Maybe. But ... I'm to cynical to put my faith in "maybe".

------
__david__
While that is a horrible idea, it's worth noting that a patent != actually
doing anything. So no, they can't turn off your camera… yet.

------
glenra
Once again: If you read the actual patent (
[http://www.google.com/patents/US8254902](http://www.google.com/patents/US8254902)
), the quote about some police activity requiring _complete blackout
conditions_ is actually in reference to the _screen brightness_ , not the
cameras. One aspect of the idea seems to be that the phones OF THE COPS would
be able to go dark in response to a central command. It has nothing to do with
turning off the cameras of citizen-journalists.

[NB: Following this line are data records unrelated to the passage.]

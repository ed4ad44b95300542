//! Annual death probabilities from the CDC 2023 United States life table
//!
//! Both sexes combined. Values at 5-year intervals are the published
//! Table 1 figures; the years in between are interpolated and baked into
//! the literal data, so lookups never interpolate.

/// Number of ages covered by the table (0 through 100 inclusive)
pub const TABLE_LEN: usize = 101;

/// q(x) by age, index = age in whole years
const CDC_2023_BOTH_SEXES: [f64; TABLE_LEN] = [
    // Age 0-9
    0.005574, 0.000392, 0.000350, 0.000300, 0.000220,
    0.000155, 0.000143, 0.000132, 0.000120, 0.000108,
    // Age 10-19
    0.000097, 0.000110, 0.000130, 0.000160, 0.000220,
    0.000300, 0.000370, 0.000440, 0.000510, 0.000590,
    // Age 20-29
    0.000679, 0.000730, 0.000770, 0.000820, 0.000900,
    0.000995, 0.001030, 0.001060, 0.001100, 0.001180,
    // Age 30-39
    0.001275, 0.001310, 0.001350, 0.001390, 0.001490,
    0.001601, 0.001700, 0.001810, 0.001930, 0.002050,
    // Age 40-49
    0.002166, 0.002360, 0.002550, 0.002750, 0.002960,
    0.003180, 0.003500, 0.003830, 0.004170, 0.004540,
    // Age 50-59
    0.004944, 0.005440, 0.005980, 0.006570, 0.007030,
    0.007559, 0.008280, 0.009040, 0.009850, 0.010520,
    // Age 60-69
    0.011246, 0.012100, 0.013020, 0.013990, 0.014950,
    0.015949, 0.017400, 0.018950, 0.020600, 0.021900,
    // Age 70-79
    0.023247, 0.025500, 0.027900, 0.029800, 0.032100,
    0.034789, 0.038600, 0.042200, 0.046100, 0.050000,
    // Age 80-89
    0.054366, 0.061000, 0.068000, 0.075500, 0.082500,
    0.089851, 0.101000, 0.113000, 0.126000, 0.137500,
    // Age 90-99
    0.149174, 0.166000, 0.183000, 0.201000, 0.219000,
    0.236687, 0.260000, 0.285000, 0.310000, 0.332000,
    // Age 100
    0.354054,
];

/// Process-wide CDC 2023 table
pub static CDC_2023: MortalityTable = MortalityTable::cdc_2023();

/// Immutable age-indexed table of annual death probabilities
#[derive(Debug, Clone, PartialEq)]
pub struct MortalityTable {
    /// Annual death probability by age (index = age)
    rates: [f64; TABLE_LEN],
}

impl MortalityTable {
    /// CDC 2023 combined-sex table
    pub const fn cdc_2023() -> Self {
        Self {
            rates: CDC_2023_BOTH_SEXES,
        }
    }

    /// Annual probability of dying for a given age
    ///
    /// Negative ages have no mortality. Ages past the end of the table use
    /// the age-100 rate.
    pub fn annual_death_probability(&self, age: i32) -> f64 {
        if age < 0 {
            return 0.0;
        }
        let idx = age as usize;
        if idx >= self.rates.len() {
            return self.rates[self.rates.len() - 1];
        }
        self.rates[idx]
    }

    /// Annual survival probability p(x) = 1 - q(x)
    pub fn annual_survival_probability(&self, age: i32) -> f64 {
        1.0 - self.annual_death_probability(age)
    }

    /// Highest age with its own entry
    pub fn max_age(&self) -> i32 {
        (self.rates.len() - 1) as i32
    }

    /// Raw rates in age order
    pub fn rates(&self) -> &[f64] {
        &self.rates
    }
}

impl Default for MortalityTable {
    fn default() -> Self {
        Self::cdc_2023()
    }
}

#[cfg(test)]
mod tests {
    use super::*;

    #[test]
    fn test_literal_values() {
        let table = MortalityTable::cdc_2023();

        assert_eq!(table.annual_death_probability(0), 0.005574);
        assert_eq!(table.annual_death_probability(65), 0.015949);
        assert_eq!(table.annual_death_probability(100), 0.354054);
        // Interpolated entry
        assert_eq!(table.annual_death_probability(3), 0.000300);
    }

    #[test]
    fn test_negative_age_has_no_mortality() {
        let table = MortalityTable::cdc_2023();
        assert_eq!(table.annual_death_probability(-5), 0.0);
        assert_eq!(table.annual_death_probability(i32::MIN), 0.0);
        assert_eq!(table.annual_survival_probability(-1), 1.0);
    }

    #[test]
    fn test_clamps_past_table_end() {
        let table = MortalityTable::cdc_2023();
        let last = table.annual_death_probability(100);

        assert_eq!(table.annual_death_probability(101), last);
        assert_eq!(table.annual_death_probability(150), last);
        assert_eq!(table.annual_death_probability(i32::MAX), last);
    }

    #[test]
    fn test_table_shape() {
        let table = &CDC_2023;
        assert_eq!(table.rates().len(), TABLE_LEN);
        assert_eq!(table.max_age(), 100);
        assert!(table.rates().iter().all(|q| (0.0..=1.0).contains(q)));
    }

    #[test]
    fn test_not_strictly_monotonic() {
        // Infant mortality exceeds every childhood rate
        let table = MortalityTable::default();
        assert!(table.annual_death_probability(0) > table.annual_death_probability(10));
        assert!(table.annual_death_probability(10) < table.annual_death_probability(11));
    }
}
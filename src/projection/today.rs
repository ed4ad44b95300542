//! Countdown to the next local midnight

use chrono::{DateTime, Duration, NaiveTime, TimeZone};
use serde::{Deserialize, Serialize};

const MILLIS_PER_SECOND: i64 = 1000;
const MILLIS_PER_MINUTE: i64 = 60 * MILLIS_PER_SECOND;
const MILLIS_PER_HOUR: i64 = 60 * MILLIS_PER_MINUTE;

/// Wall-clock time left in the current local day
#[derive(Debug, Clone, Copy, PartialEq, Eq, Serialize, Deserialize)]
pub struct TimeLeftToday {
    pub hours: u32,
    pub minutes: u32,
    pub seconds: u32,
}

impl TimeLeftToday {
    /// Split a millisecond span into whole hours, minutes and seconds
    pub fn from_millis(millis: i64) -> Self {
        let millis = millis.max(0);
        Self {
            hours: (millis / MILLIS_PER_HOUR) as u32,
            minutes: ((millis % MILLIS_PER_HOUR) / MILLIS_PER_MINUTE) as u32,
            seconds: ((millis % MILLIS_PER_MINUTE) / MILLIS_PER_SECOND) as u32,
        }
    }
}

/// Time from `now` until midnight at the start of the next day in `now`'s zone
pub fn time_remaining_today<Tz: TimeZone>(now: &DateTime<Tz>) -> TimeLeftToday {
    let remaining = next_local_midnight(now)
        .map(|midnight| midnight.signed_duration_since(now.clone()).num_milliseconds())
        .unwrap_or(0);
    TimeLeftToday::from_millis(remaining)
}

/// First instant of the next local day
///
/// A midnight skipped by a DST jump resolves to the first valid hour after
/// it; a repeated midnight resolves to its earlier occurrence.
fn next_local_midnight<Tz: TimeZone>(now: &DateTime<Tz>) -> Option<DateTime<Tz>> {
    let tz = now.timezone();
    let midnight = now.date_naive().succ_opt()?.and_time(NaiveTime::MIN);

    (0..=2).find_map(|shift| {
        tz.from_local_datetime(&(midnight + Duration::hours(shift)))
            .earliest()
    })
}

(jwz nails it here: [http://www.jwz.org/blog/2013/08/oh-noes-apple-has-
patented-b...](http://www.jwz.org/blog/2013/08/oh-noes-apple-has-
patented-b..). )

Here is the full paragraph from which the misleading quote was yanked:

> _Excessive lighting emanating from wireless devices can also create
> disruption in dark environments. While it is well known that excessive or
> bright lighting in a movie theater can spoil the mood of certain movies,
> excessive lighting can also become a more serious issue in other contexts.
> For example, darkrooms used to develop film can only tolerate very low
> amounts of ambient lighting. Some biological labs also require low levels of
> lighting in certain instances (for example, as in the growth of light-
> sensitive bacteria). Covert police or government operations may require
> complete “blackout” conditions. A person 's sleep can even be interrupted by
> a bright flashing or modulating display (such as to indicate an incoming
> call)._

------
daspion
Per the FCC, "Federal law prohibits the operation, marketing, or sale of any
type of jamming equipment, including devices that interfere with cellular and
Personal Communication Services, police radar, Global Positioning Systems, and
wireless networking services (Wi-Fi)."

Although, I'm sure an exception would be made for law enforcement on the
grounds of national security.

------
makhanko
On the other hand. Apple users can already determine the location of their
phone and remotely lock or wipe out the iPhone using Apple's iCloud website.
Thus apple has technical ability to do just the same - just a matter of
sending few command by the server administrator.

------
jbrowning
Not just for police... I'd imagine event organizers would like to have just
such a technology at their venues to prevent "unauthorized recording." Seems
pretty useless in practice though. Couldn't you just put your phone into
airplane mode?

------
InternalRun
I think they are talking about the patent that is 3 years old and allows them
to turn functions off, no mention of the camera. Like the rest of the media
they have immediately jumped to the worst case scenario.

------
moocowduckquack
Interesting choice of photograph to represent the police, for a military
veterans and foreign affairs journal.